-- Study material follows --

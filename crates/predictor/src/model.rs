use std::collections::{BTreeSet, HashMap};
use std::fs;
use std::path::{Path, PathBuf};
use std::time::{SystemTime, UNIX_EPOCH};

use serde::{Deserialize, Serialize};
use symptom_dataset::ReferenceTable;

use crate::error::{PredictorError, Result};
use crate::features::terms;

pub const MODEL_FILE_NAME: &str = "symptom_model.json";
pub const MODEL_SCHEMA_VERSION: u32 = 1;
pub const MODEL_TYPE: &str = "MultinomialNB";

#[derive(Debug, Clone, Copy)]
pub struct TrainOptions {
    /// Additive smoothing for the naive Bayes feature likelihoods.
    pub alpha: f64,
    /// Vocabulary cap; the most frequent terms are kept.
    pub max_features: usize,
}

impl Default for TrainOptions {
    fn default() -> Self {
        Self {
            alpha: 0.1,
            max_features: 500,
        }
    }
}

#[derive(Debug, Clone, PartialEq, Eq)]
pub struct TrainingExample {
    pub text: String,
    pub label: String,
}

/// One example per row, plus one per unordered pair of symptoms sharing a condition.
#[must_use]
pub fn training_examples(table: &ReferenceTable) -> Vec<TrainingExample> {
    let mut examples: Vec<TrainingExample> = table
        .rows()
        .iter()
        .map(|row| TrainingExample {
            text: row.symptom.clone(),
            label: row.condition.clone(),
        })
        .collect();

    for condition in table.conditions() {
        let symptoms: Vec<&str> = table
            .rows()
            .iter()
            .filter(|row| row.condition == condition)
            .map(|row| row.symptom.as_str())
            .collect();
        for (i, first) in symptoms.iter().enumerate() {
            for second in &symptoms[i + 1..] {
                examples.push(TrainingExample {
                    text: format!("{first} {second}"),
                    label: condition.to_string(),
                });
            }
        }
    }
    examples
}

#[derive(Debug, Clone, PartialEq, Eq, Serialize, Deserialize)]
pub struct ModelMetadata {
    pub model_type: String,
    /// Seconds since the Unix epoch.
    pub created_at: u64,
    pub description: String,
    pub dataset_fingerprint: String,
    pub training_examples: usize,
    pub features_count: usize,
    pub classes_count: usize,
}

/// TF-IDF features (unigrams + bigrams, smooth IDF, L2-normalized) fed to a multinomial
/// naive Bayes classifier.
#[derive(Debug, Clone, Serialize, Deserialize)]
pub struct NaiveBayesModel {
    schema_version: u32,
    metadata: ModelMetadata,
    vocabulary: Vec<String>,
    idf: Vec<f64>,
    classes: Vec<String>,
    class_log_prior: Vec<f64>,
    /// `[class][feature]`
    feature_log_prob: Vec<Vec<f64>>,
    #[serde(skip)]
    index: HashMap<String, usize>,
}
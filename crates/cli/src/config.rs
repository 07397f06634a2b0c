use anyhow::{anyhow, Context, Result};
use serde::Deserialize;
use std::path::{Path, PathBuf};

pub const CONFIG_ENV: &str = "SYMPTOM_CHECKER_CONFIG";
pub const DATASET_ENV: &str = "SYMPTOM_CHECKER_DATASET";
pub const MODEL_DIR_ENV: &str = "SYMPTOM_CHECKER_MODEL_DIR";
pub const DEFAULT_CONFIG_FILE: &str = "symptom-checker.toml";

/// Top-level context for every configuration failure; error classification keys on it.
pub const INVALID_CONFIG: &str = "Invalid configuration";

#[derive(Debug, Clone, PartialEq, Eq, Deserialize)]
#[serde(default, deny_unknown_fields)]
pub struct DatasetConfig {
    pub path: PathBuf,
}

impl Default for DatasetConfig {
    fn default() -> Self {
        Self {
            path: PathBuf::from("symptoms.csv"),
        }
    }
}

#[derive(Debug, Clone, PartialEq, Eq, Deserialize)]
#[serde(default, deny_unknown_fields)]
pub struct PredictorConfig {
    pub model_dir: PathBuf,
    pub top_k: usize,
}

impl Default for PredictorConfig {
    fn default() -> Self {
        Self {
            model_dir: PathBuf::from("models"),
            top_k: 5,
        }
    }
}

#[derive(Debug, Clone, PartialEq, Eq, Deserialize)]
#[serde(default, deny_unknown_fields)]
pub struct DisplayConfig {
    pub max_suggestions: usize,
    pub breakdown_limit: usize,
    pub vocabulary_preview: usize,
    pub stats_top: usize,
    pub quick_picks: Vec<String>,
}

impl Default for DisplayConfig {
    fn default() -> Self {
        Self {
            max_suggestions: 6,
            breakdown_limit: 5,
            vocabulary_preview: 20,
            stats_top: 8,
            quick_picks: [
                "fever",
                "headache",
                "cough",
                "sore throat",
                "fatigue",
                "nausea",
                "chest pain",
                "dizziness",
            ]
            .into_iter()
            .map(String::from)
            .collect(),
        }
    }
}

#[derive(Debug, Clone, Default, PartialEq, Eq, Deserialize)]
#[serde(default, deny_unknown_fields)]
pub struct Config {
    pub dataset: DatasetConfig,
    pub predictor: PredictorConfig,
    pub display: DisplayConfig,
}

/// Command-line values that win over the file and the environment.
#[derive(Debug, Clone, Default)]
pub struct Overrides {
    pub config: Option<PathBuf>,
    pub dataset: Option<PathBuf>,
    pub model_dir: Option<PathBuf>,
}

/// A resolved configuration and the file it came from, if any.
#[derive(Debug, Clone)]
pub struct LoadedConfig {
    pub config: Config,
    pub source: Option<PathBuf>,
}

impl Config {
    pub fn from_toml_str(raw: &str) -> Result<Self> {
        let config: Self = toml::from_str(raw)?;
        config.validate()?;
        Ok(config)
    }

    pub fn from_file(path: &Path) -> Result<Self> {
        let raw = std::fs::read_to_string(path)
            .with_context(|| format!("Failed to read config file {}", path.display()))?;
        Self::from_toml_str(&raw).with_context(|| format!("{} is not valid", path.display()))
    }

    /// Resolve defaults < file < environment < command line.
    pub fn load(overrides: &Overrides) -> Result<LoadedConfig> {
        Self::load_with(overrides, |key| std::env::var(key).ok())
    }

    pub fn load_with(
        overrides: &Overrides,
        env: impl Fn(&str) -> Option<String>,
    ) -> Result<LoadedConfig> {
        let source = config_path(overrides.config.as_deref(), &env);
        let mut config = match &source {
            Some(path) => Self::from_file(path).context(INVALID_CONFIG)?,
            None => Self::default(),
        };

        if let Some(path) = env(DATASET_ENV).filter(|v| !v.trim().is_empty()) {
            config.dataset.path = PathBuf::from(path);
        }
        if let Some(dir) = env(MODEL_DIR_ENV).filter(|v| !v.trim().is_empty()) {
            config.predictor.model_dir = PathBuf::from(dir);
        }
        if let Some(path) = &overrides.dataset {
            config.dataset.path.clone_from(path);
        }
        if let Some(dir) = &overrides.model_dir {
            config.predictor.model_dir.clone_from(dir);
        }

        if let Some(path) = &source {
            log::debug!("Loaded configuration from {}", path.display());
        }
        Ok(LoadedConfig { config, source })
    }

    fn validate(&self) -> Result<()> {
        validate_positive("predictor.top_k", self.predictor.top_k)?;
        validate_positive("display.max_suggestions", self.display.max_suggestions)?;
        validate_positive("display.breakdown_limit", self.display.breakdown_limit)?;
        validate_positive("display.vocabulary_preview", self.display.vocabulary_preview)?;
        validate_positive("display.stats_top", self.display.stats_top)?;

        for (idx, pick) in self.display.quick_picks.iter().enumerate() {
            if pick.trim().is_empty() {
                return Err(anyhow!("display.quick_picks[{idx}] must not be empty"));
            }
        }
        if self.dataset.path.as_os_str().is_empty() {
            return Err(anyhow!("dataset.path must not be empty"));
        }
        Ok(())
    }
}

fn validate_positive(path: &str, value: usize) -> Result<()> {
    if value == 0 {
        return Err(anyhow!("{path} must be greater than zero"));
    }
    Ok(())
}

fn config_path(explicit: Option<&Path>, env: &impl Fn(&str) -> Option<String>) -> Option<PathBuf> {
    if let Some(path) = explicit {
        return Some(path.to_path_buf());
    }
    if let Some(path) = env(CONFIG_ENV).filter(|v| !v.trim().is_empty()) {
        return Some(PathBuf::from(path));
    }
    let local = PathBuf::from(DEFAULT_CONFIG_FILE);
    local.is_file().then_some(local)
}
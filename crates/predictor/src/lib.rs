//! Optional machine-learned condition predictor.
//!
//! A multinomial naive Bayes model over TF-IDF unigram/bigram features, trained from the
//! reference table and persisted as JSON. Callers go through [`ConditionPredictor`]; a
//! missing or unreadable model yields sentinel predictions rather than errors.

mod error;
mod features;
mod model;
mod predictor;

pub use error::{PredictorError, Result};
pub use features::terms;
pub use model::{
    training_examples, ModelMetadata, NaiveBayesModel, TrainOptions, TrainingExample,
    MODEL_FILE_NAME, MODEL_SCHEMA_VERSION, MODEL_TYPE,
};
pub use predictor::{
    ConditionPredictor, ModelInfo, Prediction, PredictionStatus, SymptomPrediction,
    SymptomPredictor, COMBINED_SYMPTOMS, ERROR_LABEL, UNAVAILABLE_LABEL,
};
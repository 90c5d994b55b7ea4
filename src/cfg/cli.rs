// SPDX-License-Identifier: AGPL-3.0-or-later
// Copyright (C) 2012-2025 Andrei Maltsev

use clap::{Parser, ValueEnum};

#[derive(Debug, Clone, Copy, PartialEq, Eq, ValueEnum)]
pub enum LogOutput {
    Stdout,
    Stderr,
    File,
}

/// A single `name:address:port` TCP liveness check, parsed from
/// `--tcp-checker`.
#[derive(Debug, Clone)]
pub struct TcpCheckerArg {
    pub name: String,
    pub address: String,
    pub port: u16,
}

impl std::str::FromStr for TcpCheckerArg {
    type Err = String;

    fn from_str(s: &str) -> Result<Self, Self::Err> {
        let parts: Vec<&str> = s.split(':').collect();
        match parts.as_slice() {
            [address, port] => Ok(Self {
                name: format!("{address}:{port}"),
                address: address.to_string(),
                port: port.parse().map_err(|_| format!("invalid port in {s:?}"))?,
            }),
            [name, address, port] => Ok(Self {
                name: name.to_string(),
                address: address.to_string(),
                port: port.parse().map_err(|_| format!("invalid port in {s:?}"))?,
            }),
            _ => Err(format!("expected name:address:port or address:port, got {s:?}")),
        }
    }
}

/// VICI sidecar for strongSwan: reconciles configured IKE connections
/// against active SAs, exposes metrics, optionally re-initiates missing
/// child SAs and probes peer TCP liveness.
#[derive(Debug, Parser, Clone)]
#[command(name = "vici-duckling", version, about)]
pub struct Cli {
    /// HTTP listen address for `/metrics` and `/whoop`.
    #[arg(long, default_value = "0.0.0.0:9100")]
    pub listen: String,

    /// Path to the VICI Unix domain socket.
    #[arg(long, default_value = "/var/run/charon.vici")]
    pub vici_socket: String,

    /// Seconds between status-reconciliation ticks.
    #[arg(long, default_value_t = 60)]
    pub reconcile_interval_secs: u64,

    /// Re-initiate configured child SAs that have no runtime state.
    #[arg(long)]
    pub enable_reinitiator: bool,

    /// Subscribe to IKE/child up-down/rekey events in addition to polling.
    #[arg(long)]
    pub monitor: bool,

    /// HTTP endpoint of a peer to whoop, e.g. `http://peer:9100/whoop`.
    #[arg(long)]
    pub whoop_peer: Option<String>,

    /// Seconds between outbound whoops, when `--whoop-peer` is set.
    #[arg(long, default_value_t = 30)]
    pub whoop_interval_secs: u64,

    /// Repeatable `name:address:port` (or `address:port`) TCP liveness checks.
    #[arg(long = "tcp-checker")]
    pub tcp_checkers: Vec<TcpCheckerArg>,

    /// Seconds between TCP checker probes.
    #[arg(long, default_value_t = 5)]
    pub tcp_checker_interval_secs: u64,

    #[arg(long, default_value = "info")]
    pub log_level: String,

    #[arg(long, value_enum, default_value_t = LogOutput::Stdout)]
    pub log_output: LogOutput,

    /// Required when `--log-output file` is set.
    #[arg(long)]
    pub log_file: Option<String>,
}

-- Study material concluded --

# Exercise
What lines hold the string "LogOutput"? Pick them out of the data.

# Exercise response
pub enum LogOutput {
    #[arg(long, value_enum, default_value_t = LogOutput::Stdout)]
    pub log_output: LogOutput,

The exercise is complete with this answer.